TASK DETAILS:
Check each line of the records below and collect those that include the word "WelcomeArtifact".

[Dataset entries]
....
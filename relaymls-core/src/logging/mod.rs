//! Logging subsystem for relaymls
//!
//! A `tracing-subscriber` registry with an `EnvFilter` and either a human
//! readable or a JSON formatter. Output goes to stderr so command output on
//! stdout stays machine readable.

use crate::config::LoggingConfig;
use tracing_subscriber::{fmt, layer::SubscriberExt, util::SubscriberInitExt, EnvFilter};
use tracing_subscriber::{Layer, Registry};

mod error;
mod level;

pub use error::LoggingError;
pub use level::LogLevel;

/// Configuration for the logging subsystem
#[derive(Debug, Clone)]
pub struct LogConfig {
    /// Used when `RUST_LOG` is unset
    pub level: LogLevel,
    pub with_timestamp: bool,
    pub with_target: bool,
    pub json_format: bool,
}

impl Default for LogConfig {
    fn default() -> Self {
        Self { level: LogLevel::Info, with_timestamp: true, with_target: true, json_format: false }
    }
}

impl LogConfig {
    pub fn new(level: LogLevel) -> Self {
        Self { level, ..Default::default() }
    }

    pub fn with_timestamp(mut self, enabled: bool) -> Self {
        self.with_timestamp = enabled;
        self
    }

    pub fn with_target(mut self, enabled: bool) -> Self {
        self.with_target = enabled;
        self
    }

    pub fn json_format(mut self, enabled: bool) -> Self {
        self.json_format = enabled;
        self
    }
}

impl TryFrom<&LoggingConfig> for LogConfig {
    type Error = LoggingError;

    fn try_from(config: &LoggingConfig) -> Result<Self, Self::Error> {
        Ok(Self {
            level: config.level.parse()?,
            with_timestamp: config.with_timestamp,
            with_target: config.with_target,
            json_format: config.json_format,
        })
    }
}

/// Initialize the logging subsystem with default configuration
pub fn init_logging() -> Result<(), LoggingError> {
    init_logging_with_config(LogConfig::default())
}

/// Install the global subscriber described by `config`
///
/// # Example
/// ```
/// use relaymls_core::logging::{init_logging_with_config, LogConfig, LogLevel};
///
/// let config = LogConfig::new(LogLevel::Debug).with_target(false);
/// init_logging_with_config(config).expect("Failed to initialize logging");
/// ```
pub fn init_logging_with_config(config: LogConfig) -> Result<(), LoggingError> {
    let env_filter = EnvFilter::try_from_default_env()
        .unwrap_or_else(|_| EnvFilter::new(config.level.as_str()));

    let base = fmt::layer().with_writer(std::io::stderr).with_target(config.with_target);
    let fmt_layer: Box<dyn Layer<Registry> + Send + Sync> =
        match (config.json_format, config.with_timestamp) {
            (true, true) => base.json().boxed(),
            (true, false) => base.json().without_time().boxed(),
            (false, true) => base.boxed(),
            (false, false) => base.without_time().boxed(),
        };

    tracing_subscriber::registry()
        .with(fmt_layer)
        .with(env_filter)
        .try_init()
        .map_err(|e| LoggingError::InitializationFailed(e.to_string()))
}
#![no_main]

use libfuzzer_sys::fuzz_target;
use relaymls_core::core_mls::{KeyPackage, RustCryptoProvider};

fuzz_target!(|data: &[u8]| {
    // Parsing never panics, and whatever parses must survive verification
    // and re-encoding
    if let Ok(key_package) = KeyPackage::decode(data) {
        let _ = key_package.verify(&RustCryptoProvider::new());
        let _ = key_package.encode();
    }
});
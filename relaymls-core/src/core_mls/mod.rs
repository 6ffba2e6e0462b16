//! MLS-style group sessions over a relay transport
//!
//! This module provides secure group messaging with:
//! - Signed, single-use key packages
//! - Group creation with HPKE-sealed welcomes
//! - Epoch-scoped encryption with per-sender replay protection
//! - Signed commits for add, remove and key rotation
//! - Transactional persistence of group and key state
//!
//! ## Core Components
//!
//! - `MlsSession`: session handle; every operation is a method on it
//! - `KeyPackageStore`: issue, parse and delete key packages
//! - `GroupState`: roster, epoch secrets and counters of one group
//! - `WelcomeArtifact`: new member onboarding
//! - `SerializedMessage`: wire format for application messages and commits
//!
//! ## Security Invariants
//!
//! - Epoch monotonicity: each commit moves the group to exactly epoch + 1
//! - Forward secrecy: epoch secrets derive one-way from the previous init secret
//! - Replay protection: per-sender counter watermarks
//! - Signature verification: key packages, group info and commits are signed

// Core types and errors
pub mod errors;
pub mod types;
pub(crate) mod codec;
pub mod crypto;

// Collaborator traits and their implementations
pub mod traits;
pub mod providers;
pub mod storage;

// Protocol
pub mod key_package;
pub mod extension;
pub mod encryption;
pub mod message;
pub mod group;
pub mod welcome;
pub mod commit;

// Session surface
pub mod session;
pub mod interchange;

pub use commit::Proposal;
pub use errors::{MlsError, MlsResult};
pub use extension::NostrGroupData;
pub use group::GroupState;
pub use interchange::{
    GroupCreatedRecord, GroupJoinedRecord, NostrGroupDataRecord, WelcomePreviewRecord,
};
pub use key_package::{EncodedKeyPackage, KeyPackage, KeyPackageStore, Lifetime};
pub use message::{ContentType, SerializedMessage};
pub use providers::{MemoryIdentityProvider, RustCryptoProvider};
pub use session::{
    CommitOutput, CreateGroupParams, GroupCreated, GroupJoined, MlsSession, ProcessedMessage,
};
pub use storage::{MemoryStorageProvider, SqlStorageProvider};
pub use traits::{CiphersuiteProvider, IdentityProvider, StorageProvider, StorageTransaction};
pub use types::{GroupId, KeyPackageRef, LeafIndex, Member, NostrGroupId};
pub use welcome::{WelcomeArtifact, WelcomePreview};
....
TASK RESULT:
//! - `WelcomeArtifact`: new member onboarding
pub use welcome::{WelcomeArtifact, WelcomePreview};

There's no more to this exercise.